EdelsbergAllgäuer, Bayern, DeutschlandHöhe1630 mHöhendifferenz700 HmSchwierigkeitWanderung - LeichtWintertauglichja ExpositionSüd - - EinkehrGundhütte (Sommer)AusgangsortPfronten, VilstalAufstiegGundhütte, FichtelhütteAbstiegs. Aufstieg


Charakteristik

Absolut problemlose Voralpentour, die aufgrund der guten Wege, der überschaubaren Höhendifferenz und der einfachen Orientierung auch für weniger Geübte geeignet sein dürfte. Dank südseitiger Exposition eignet sich die Tour besonders gut für das zeitige Frühjahr und den Spätherbst – diese Zwischensaisonen haben auch den Vorteil, dass die Alpspitzbahn von Nesselwang außer Betrieb ist und keine Wanderer herankarrt. Vom Gipfel aus reicht der Blick weit ins Flachland und hinüber zu den Ammergauer Alpen, der Blick nach Süden ist etwas zugewachsen. Aber da muss man dann eben einfach eine zweite Rast auf der freien Wiese unterhalb des Gipfels einlegen, wo man die Tannheimer Berge mal aus ungewohnter Perspektive bewundern kann.

Beschreibung

Zunächst gehen wir auf einem gemütlich breiten Wirtschaftsweg über freie Wiesen.

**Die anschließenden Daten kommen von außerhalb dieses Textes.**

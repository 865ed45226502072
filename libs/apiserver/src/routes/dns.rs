use axum::extract::{Path, State};
use axum::http::StatusCode;
use axum::Json;
use flotilla_model::{Dns, Kind, ObjectKey};

use crate::crud;
use crate::error::{ApiError, Result};
use crate::state::AppState;

pub async fn list_all(State(state): State<AppState>) -> Result<Json<Vec<Dns>>> {
    Ok(Json(crud::list_all(state.kv.as_ref(), Kind::Dns).await?))
}

pub async fn list_namespaced(
    State(state): State<AppState>,
    Path(namespace): Path<String>,
) -> Result<Json<Vec<Dns>>> {
    Ok(Json(crud::list_namespaced(state.kv.as_ref(), Kind::Dns, &namespace).await?))
}

pub async fn get(
    State(state): State<AppState>,
    Path((namespace, name)): Path<(String, String)>,
) -> Result<Json<Dns>> {
    let key = ObjectKey::namespaced(Kind::Dns, namespace, name);
    Ok(Json(crud::require(state.kv.as_ref(), &key).await?))
}

pub async fn create(
    State(state): State<AppState>,
    Path(namespace): Path<String>,
    Json(mut dns): Json<Dns>,
) -> Result<Json<Dns>> {
    dns.meta.namespace = Some(namespace.clone());
    let key = ObjectKey::namespaced(Kind::Dns, &namespace, &dns.meta.name);
    if crud::exists(state.kv.as_ref(), &key).await? {
        return Err(ApiError::Conflict(key.to_string()));
    }
    crud::put(state.kv.as_ref(), &key, &dns).await?;
    Ok(Json(dns))
}

pub async fn update(
    State(state): State<AppState>,
    Path((namespace, name)): Path<(String, String)>,
    Json(dns): Json<Dns>,
) -> Result<Json<Dns>> {
    let key = ObjectKey::namespaced(Kind::Dns, &namespace, &name);
    crud::require::<Dns>(state.kv.as_ref(), &key).await?;
    crud::put(state.kv.as_ref(), &key, &dns).await?;
    Ok(Json(dns))
}

pub async fn delete(
    State(state): State<AppState>,
    Path((namespace, name)): Path<(String, String)>,
) -> Result<StatusCode> {
    let key = ObjectKey::namespaced(Kind::Dns, namespace, name);
    crud::require::<Dns>(state.kv.as_ref(), &key).await?;
    crud::delete(state.kv.as_ref(), &key).await?;
    Ok(StatusCode::NO_CONTENT)
}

Nach einigen Hütten weist ein Holzschild nach rechts in einen steinigen Hohlweg, dem wir nun unschwierig, aber ein wenig mühsam ein ganzes Stück folgen (N). Nach einer weiteren Holzhütte verjüngt sich unser Hohlweg zum Steig, führt über eine Wiese und schließlich geradeaus in den Wald hinein. Im Zickzack geht es in bequemer Steigung durch den dichten Wald, bis man unversehens vor den freien Flächen der bewirtschafteten Gundalm steht (N). Wir umrunden sie rechts herum und nehmen hinter dem Haus (beschildert) den deutlichen Pfad durch die Wiese. Er mündet nach kurzem in eine quer laufende Forststraße, in die wir links einbiegen. Nach wenigen Metern muss man die Augen aufsperren, um einen rechts abzweigenden Steig nicht zu übersehen (kein Schild, nur Farbmarkierung). Steil und teilweise mit Holzstufen versehen, windet sich das Steiglein die Flanke hinauf, schnell lehnt sich das Gelände aber wieder zurück und unser Steig wird bequemer und breiter. Durch ein Aufforstungsgebiet gelangen wir wieder zur Fahrstraße und folgen ihr nun ein längeres Stück nach rechts bis zu einer Schranke (Grundrichtung NW). Direkt dahinter biegen wir links ab (beschildert) und benutzen den breiten Radweg, bis uns ein gut gekennzeichneter Steig wieder rechts in den Wald führt. Zweimal treffen wir im weiteren Verlauf noch auf die Forststraße, sie wird jeweils aber nur gekreuzt, denn unser Steig setzt sich jeweils direkt gegenüber fort (beschildert). Nach einem kurzen, etwas steileren Aufschwung erreichen wir eine Geländekante (N) und sehen direkt voraus bereits die unbewirtschaftete Fichtelhütte. Unser Steig durchquert flach die Almwiesen und mündet kurz vor der Hütte in den von links dazustoßenden Karrenweg. Am Wegweiser vor der Hütte halten wir uns links, umrunden mit einem kleinen Schwenk nach SW eine steile Flanke und gelangen in NW-Richtung auf eine freie Wiese, auf der man die schönste Aussicht der Tour hat. Im Zickzack arbeiten wir uns die Wiese hinauf, wandern noch durch einen kurzen Waldgürtel und erreichen – vorbei an einem Steinaltar und einem Unterstandspavillon – den kreuzgeschmückten Gipfel des Edelsbergs mit der leider nach Süden etwas eingeschränkten Aussicht.

Hinweis: Vom Ortszentrum in Pfronten folgt man der Beschilderung ins Vilstal und fährt gut 3 km auf einer Teerstraße an der Vils entlang. Der Abzweig zur Gundhütte ist beschildert, direkt gegenüber gibt es Parkmöglichkeiten.